I stumbled upon an ad the other day for a swab-at-home DNA Paternity Test from a deftly named company called Identigene.

Apparently, it's the only over-the-counter test of its kind. As such, it's a little weird to see a product like this being touted in a magazine let alone on a store shelf. Then again, we don't think twice anymore about ads for condoms, douches or vaginal-itch cream.
Ads like these, for better or worse, have become a fact of life -- literally so, for Identigene.
In case you were wondering, the collection kit goes for $29.95. The test itself is another $119.
Sort of.
As the kit's website points out, there's a difference between this test and a legal test, in other words, one that would be admissible in court. The testing methodology is the same; the only is it involves an independent party who would verify identification and witness the collection. That'll run you another $250.

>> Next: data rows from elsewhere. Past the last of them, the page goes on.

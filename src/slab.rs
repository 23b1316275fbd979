//! The Slab type: a chunk tagged with its position.

/// A chunk of text with its position in the chunk sequence.
///
/// Chunks are independent once produced, so downstream enrichment often
/// processes them concurrently. The `index` lets results be put back into
/// document order after out-of-order completion:
///
/// ```rust
/// use chunkwise::Slab;
///
/// let mut done = vec![Slab::new("second", 1), Slab::new("first", 0)];
/// done.sort_by_key(|s| s.index);
/// assert_eq!(done[0].text, "first");
/// ```
///
/// Chunk text comes from the prepared (normalized) document, so a slab does
/// not carry byte offsets into the raw input.
#[derive(Debug, Clone, PartialEq, Eq)]
pub struct Slab {
    /// The chunk text.
    pub text: String,
    /// Zero-based index of this chunk in the sequence.
    pub index: usize,
}

impl Slab {
    /// Create a new slab.
    #[must_use]
    pub fn new(text: impl Into<String>, index: usize) -> Self {
        Self {
            text: text.into(),
            index,
        }
    }

    /// The length of this chunk in characters.
    #[must_use]
    pub fn char_len(&self) -> usize {
        self.text.chars().count()
    }

    /// Whether this chunk is empty.
    #[must_use]
    pub fn is_empty(&self) -> bool {
        self.text.is_empty()
    }
}

impl std::fmt::Display for Slab {
    fn fmt(&self, f: &mut std::fmt::Formatter<'_>) -> std::fmt::Result {
        write!(
            f,
            "Slab {{ index: {}, chars: {} }}",
            self.index,
            self.char_len()
        )
    }
}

Interestingly, Identigene is playing to people who want both outcomes. On the home page is a link to the ABC show "Find My Family," a Kleenex-fest where long-lost family members are reunited, kids looking for birth parents, etc. Identigene provides the DNA testing for the show.
Next to that link is one for a New York Times magazine from November about men who find out through DNA testing that they weren't the father of their children after all, and how a negative paternity test isn't necessarily the end of the story.
Either way, Identigene is there to help -- for $149-$399, of course.